Sementara terkait kesiapan dalam pertemuan puncak nanti, kata Laksmi, Indonesia akan menyampaikan kisah sukses aksi mitigasi dan adaptasi seperti pendanaan Green Climate Fund (GCF) untuk program penurunan deforestasi dan degradasi hutan (REDD+). Pada 2020, keberhasilan Indonesia menurunkan emisi gas rumah kaca dari REDD+ mendapatkan kompensasi 103.8 juta dollar AS atau setara Rp 1,5 triliun.
”Delegasi Indonesia tidak hanya menyampaikan posisinya secara retorika, tetapi juga memasukkan kisah keberhasilan aksi mitigasi dan adaptasi. Ini bertujuan untuk menunjukkan posisi Indonesia tidak hanya sekadar narasi, tetapi sudah melakukan aksi dengan hasil yang signifikan,” ujarnya.
Selain itu, Indonesia telah menyiapkan sejumlah kebijakan dan regulasi yang mendukung aksi mitigasi serta adaptasi perubahan iklim. Kebijakan itu di antaranya draf peraturan presiden tentang nilai ekonomi karbon, dokumen strategi jangka panjang rendah karbon 2050 (LTS-LCCR 2050), dan dokumen pembaruan dan peta jalan NDC.
Berdasarkan pemberitahuan terakhir dari UNFCCC, pertemuan puncak COP26 akan diselenggarakan pada 31 Oktober-12 November 2021 di The Scottish Event Campus, Glasgow. Pertemuan juga diselenggarakan secara langsung (in-person) dan dihadiri delegasi setiap negara. Namun, pengaturan detail format konferensi belum disampaikan, termasuk terkait dengan protokol kesehatan yang wajib dijalani.

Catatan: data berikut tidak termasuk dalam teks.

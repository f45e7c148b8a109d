//! The course listing screen.

use anyhow::Result;
use tracing::warn;

use coursefiles_core::api::ApiClient;
use coursefiles_core::browser::CourseBrowser;
use coursefiles_core::favorites::FavoritesStore;

use super::course_line;

/// Lists one page of courses, with optional search and faculty filter.
pub async fn run(
    client: &ApiClient,
    store: &dyn FavoritesStore,
    page: u64,
    search: &str,
    faculty: Option<i64>,
) -> Result<()> {
    let mut browser = CourseBrowser::new(client.endpoints().clone());

    // Favorites are read once per mount; an unreadable store degrades to an
    // empty section rather than blocking the listing.
    match store.list().await {
        Ok(favorites) => browser.set_favorites(favorites),
        Err(error) => warn!(%error, "favorites unavailable"),
    }

    // Compose the view state the way the screen would reach it: mount, then
    // filter, then (debounced) search, then pagination. Only the latest
    // generation's request is executed.
    let mut request = browser.mount();
    if faculty.is_some() {
        request = browser.set_faculty(faculty);
    }
    if !search.is_empty() {
        browser.edit_search(search);
        if let Some(committed) = browser.settle_search().await {
            request = committed;
        }
    }
    if page > 1 {
        request = browser.set_page(page);
    }

    match client
        .list_courses(request.page, &request.search, request.faculty)
        .await
    {
        Ok(listing) => {
            browser.apply_success(request.generation, listing);
        }
        Err(error) => {
            browser.apply_error(request.generation, &error);
        }
    }

    if let Some(error) = browser.error() {
        println!("Error: {error}");
        return Ok(());
    }

    if !browser.favorites().is_empty() {
        println!("Favorites");
        for course in browser.favorites() {
            println!("  {}", course_line(course));
        }
        println!();
    }

    if browser.courses().is_empty() {
        println!("No courses found.");
        return Ok(());
    }
    for course in browser.courses() {
        println!("  {}", course_line(course));
    }
    println!();
    println!("page {} of {}", browser.page(), browser.page_count());
    Ok(())
}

Duta besar Indonesia untuk Inggris Raya, Desra Percaya, mengatakan, sejak 19 Juli Indonesia masuk daftar merah negara yang tidak diperbolehkan masuk ke wilayah Inggris karena pertimbangan varian Covid-19 yang tengah merebak. Namun, Pemerintah Inggris kemungkinan akan memberikan pengecualian untuk kunjungan resmi atau dinas termasuk kehadiran di COP26.